Certain signature Valentino designs, such as the rose, the Rockstud, or the extreme silhouettes of the “Of Grace and Light” couture collection unveiled in Rome last summer, are presented with the artworks of artists Jacopo Benassi; Cao Fei; Jonas Mekas; Stanley Mouse; Robby Müller; Quayola; Anna Ridler; Rachel Rose; Sølve Sundsbø; Natália Trejbalová, and Weirdcore. Past and present of the maison merge with the contemporary artistic and visual research, from video art to underground cinema, from photography to computer graphics.
“Pierpaolo’s work and the memory of Valentino interact with the works of the artists,” said Casadio, underscoring Piccioli’s constant research and how the designer is “not looking for newness for the sake of it” but rather “a selected choice of suggestions that inspire each other.”

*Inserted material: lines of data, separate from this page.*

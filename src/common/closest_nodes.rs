use std::{cmp::Ordering, convert::TryFrom, fmt, num::NonZeroUsize};

use tracing::debug;

use crate::common::{DistanceOrder, Id, Node, TieBreaker};
use crate::tree::{self, Tree};

/// K = the default maximum number of [ClosestNodes].
pub const DEFAULT_K: usize = 8;

const DEFAULT_K_NON_ZERO: NonZeroUsize = match NonZeroUsize::new(DEFAULT_K) {
    Some(k) => k,
    None => panic!("DEFAULT_K must not be zero"),
};

#[derive(Debug, Clone, Copy)]
/// [ClosestNodes] configurations
pub struct Config {
    /// Maximum number of nodes to keep.
    ///
    /// Defaults to [DEFAULT_K]
    pub k: NonZeroUsize,
    /// Breaks ties between nodes at equal distance to the target.
    ///
    /// Defaults to [TieBreaker::random]
    pub tie_breaker: TieBreaker,
}

impl Default for Config {
    fn default() -> Self {
        Self {
            k: DEFAULT_K_NON_ZERO,
            tie_breaker: TieBreaker::random(),
        }
    }
}

/// The `k` closest nodes to a target seen so far, each with some associated data.
///
/// Immutable: [ClosestNodes::push] returns a new version sharing most of its
/// structure with the previous one, which stays valid and unchanged. Cloning
/// is O(1).
pub struct ClosestNodes<V> {
    order: DistanceOrder,
    k: usize,
    tree: Tree<Node, V>,
}

impl<V> ClosestNodes<V> {
    /// Create an empty set of the [DEFAULT_K] closest nodes to `target`.
    pub fn new(target: Id) -> Self {
        Self::with_config(target, Config::default())
    }

    pub fn with_config(target: Id, config: Config) -> Self {
        ClosestNodes {
            order: DistanceOrder::new(target, config.tie_breaker),
            k: config.k.get(),
            tree: Tree::new(),
        }
    }

    // === Getters ===

    pub fn target(&self) -> Id {
        self.order.target()
    }

    pub fn k(&self) -> usize {
        self.k
    }

    pub fn order(&self) -> &DistanceOrder {
        &self.order
    }

    pub fn len(&self) -> usize {
        self.tree.len()
    }

    pub fn is_empty(&self) -> bool {
        self.tree.is_empty()
    }

    /// Returns `true` if this set holds `k` nodes, so that pushing
    /// a new node will evict the farthest one.
    pub fn is_full(&self) -> bool {
        self.len() >= self.k
    }

    // === Public Methods ===

    pub fn get(&self, node: &Node) -> Option<&V> {
        self.tree
            .get(node, &self.comparator())
            .map(|(_, value)| value)
    }

    pub fn contains(&self, node: &Node) -> bool {
        self.get(node).is_some()
    }

    pub fn closest(&self) -> Option<(&Node, &V)> {
        self.tree.first()
    }

    /// The node that would be evicted next, or `None` if empty.
    pub fn farthest(&self) -> Option<(&Node, &V)> {
        self.tree.last()
    }

    /// Iterate over nodes and their data from the closest to the farthest.
    ///
    /// Can be called any number of times on the same version.
    pub fn iter(&self) -> ClosestNodesIter<'_, V> {
        ClosestNodesIter(self.tree.iter())
    }

    /// Export the nodes from the closest to the farthest.
    pub fn nodes(&self) -> Vec<Node> {
        self.iter().map(|(node, _)| *node).collect()
    }

    /// An estimation of the Dht size from the distribution of the closest nodes
    /// to the target.
    ///
    /// Assuming node ids are uniformly distributed, seeing the `i`th closest node
    /// at distance `d_i` suggests the network has `i * d_max / d_i` nodes.
    /// This returns the average of these estimations over all held nodes.
    ///
    /// A single lookup is noisy; average the estimations of many lookups toward
    /// uniformly distributed targets for an accurate result.
    ///
    /// Read more at [A New Method for Estimating P2P Network Size](https://eli.sohl.com/2020/06/05/dht-size-estimation.html#fnref:query-count)
    pub fn dht_size_estimate(&self) -> usize {
        if self.is_empty() {
            return 0;
        };

        let target = self.target();
        let mut sum: usize = 0;
        let mut count = 0;

        for (node, _) in self.iter() {
            count += 1;

            let xor = node.id.xor(&target);

            // Only the top 128 bits matter, rounded up to avoid dividing by zero.
            let mut high = [0_u8; 16];
            high.copy_from_slice(&xor.as_bytes()[..16]);
            let distance = u128::from_be_bytes(high).saturating_add(1);

            let intervals = usize::try_from(u128::MAX / distance).unwrap_or(usize::MAX);
            let estimated_n = intervals.saturating_mul(count);

            sum = sum.saturating_add(estimated_n);
        }

        sum / count
    }

    // === Private Methods ===

    fn comparator(&self) -> impl Fn(&Node, &Node) -> Ordering + '_ {
        move |a: &Node, b: &Node| self.order.compare(a, b)
    }
}

impl<V: Clone> ClosestNodes<V> {
    /// Returns a new version with `node` mapped to `value`, overwriting the
    /// value of `node` if it is already present.
    ///
    /// If that makes the set hold more than `k` nodes, the farthest node is
    /// evicted.
    pub fn push(&self, node: Node, value: V) -> Self {
        if self.is_full() {
            if let Some((farthest, _)) = self.tree.last() {
                if self.order.compare(&node, farthest) == Ordering::Greater {
                    return self.clone();
                }
            }
        }

        let mut tree = self.tree.insert(node, value, &self.comparator());

        if tree.len() > self.k {
            if let Some((rest, evicted, _)) = tree.remove_last() {
                debug!(id = ?self.target(), ?evicted, "Evicted farthest node");
                tree = rest;
            }
        }

        ClosestNodes {
            order: self.order,
            k: self.k,
            tree,
        }
    }

    /// Returns a new version without `node`, or the same version if `node` is
    /// not present.
    pub fn remove(&self, node: &Node) -> Self {
        match self.tree.remove(node, &self.comparator()) {
            Some(tree) => ClosestNodes {
                order: self.order,
                k: self.k,
                tree,
            },
            None => self.clone(),
        }
    }
}

impl<V> Clone for ClosestNodes<V> {
    fn clone(&self) -> Self {
        ClosestNodes {
            order: self.order,
            k: self.k,
            tree: self.tree.clone(),
        }
    }
}

impl<V: fmt::Debug> fmt::Debug for ClosestNodes<V> {
    fn fmt(&self, f: &mut fmt::Formatter<'_>) -> fmt::Result {
        f.debug_struct("ClosestNodes")
            .field("target", &self.target())
            .field("k", &self.k)
            .field("nodes", &self.tree)
            .finish()
    }
}

/// Iterator over [ClosestNodes], closest first.
pub struct ClosestNodesIter<'a, V>(tree::Iter<'a, Node, V>);

impl<'a, V> Iterator for ClosestNodesIter<'a, V> {
    type Item = (&'a Node, &'a V);

    fn next(&mut self) -> Option<Self::Item> {
        self.0.next()
    }

    fn size_hint(&self) -> (usize, Option<usize>) {
        self.0.size_hint()
    }
}

impl<V> ExactSizeIterator for ClosestNodesIter<'_, V> {}

impl<'a, V> IntoIterator for &'a ClosestNodes<V> {
    type Item = (&'a Node, &'a V);
    type IntoIter = ClosestNodesIter<'a, V>;

    fn into_iter(self) -> Self::IntoIter {
        self.iter()
    }
}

She noted that the brand experience in Shanghai is “an open pathway, the entrance and the exit are the only clearly defined spots and [visitors] can lose themselves throughout a series of locations, in different relationships with time. Archival signs are re-elaborated in the present moment in continuity with the past.” For example, the Rockstud has “roots in antique Rome, but also a rock underground, in a path from exclusivity to inclusivity, integrated with the street.”
Bedussi emphasized Piccioli’s “process of democratization of the signs. A bag, a couture dress are not accessible to everybody, but the Valentino signs can be projected and reach everyone in a way that is not obvious.” He said roses are commonly associated with romantic images, but there are scientific connections that artists such as Mekas and Weirdcore explore with their videos in Shanghai. The Rockstud is punk and bourgeois at the same time, as exemplified by a black-and-white photo by Benassi on display, he said.
“An exhibition exposes in a scientific and objective way, but here I see an intellectual interaction with objects which is never passive, to create emotions,” said Piccioli, shunning “empiric knowledge,” and inviting each visitor to see things their own way. “This is all much more contemporary,” he contended.
Asked to define the potential visitor, the designer said “this would be interesting for both those unfamiliar with the brand and see Valentino in a more contemporary way here, and those who already know the label, as it would offer a different perspective, dismantling existing notions. People can change their way of seeing things, reality is not objective.” Piccioli understands there may be “a collective image” for Valentino, and is aiming for a “more democratic” approach, “interacting with the outside world.”
Piccioli avoided any chronological display, seeing the experience as a “stream of consciousness. And as in dreams, different moments and times can be superimposed in an elastic and dynamic way.”
“Time is suspended here,” concurred Bedussi.
Asked about the collaboration with the curators and the artists, Piccioli said “there was no brief, when you choose someone, you choose them for their way of thinking and common perspective.” At the same time there may be different points of view that lead to interesting causes for reflection, he continued.
Piccioli noted that China is an important market for Valentino, and one where the brand’s image is less rooted, allowing for “the signs to be new and not a memory.”
The Power Station of Art and Shanghai were equally a key element, said Casadio. Established on Oct. 1, 2012, this is the first state-run museum dedicated to contemporary art in mainland China. It is also home to the Shanghai Biennale. PSA was once the Pavilion of Future during the 2010 Shanghai World Expo.
The designer sees the event eventually traveling to other cities and he is open to the possibility of a virtual tour, but he underscored the “fluidity and exchange” of the event. “There is no absolute truth.”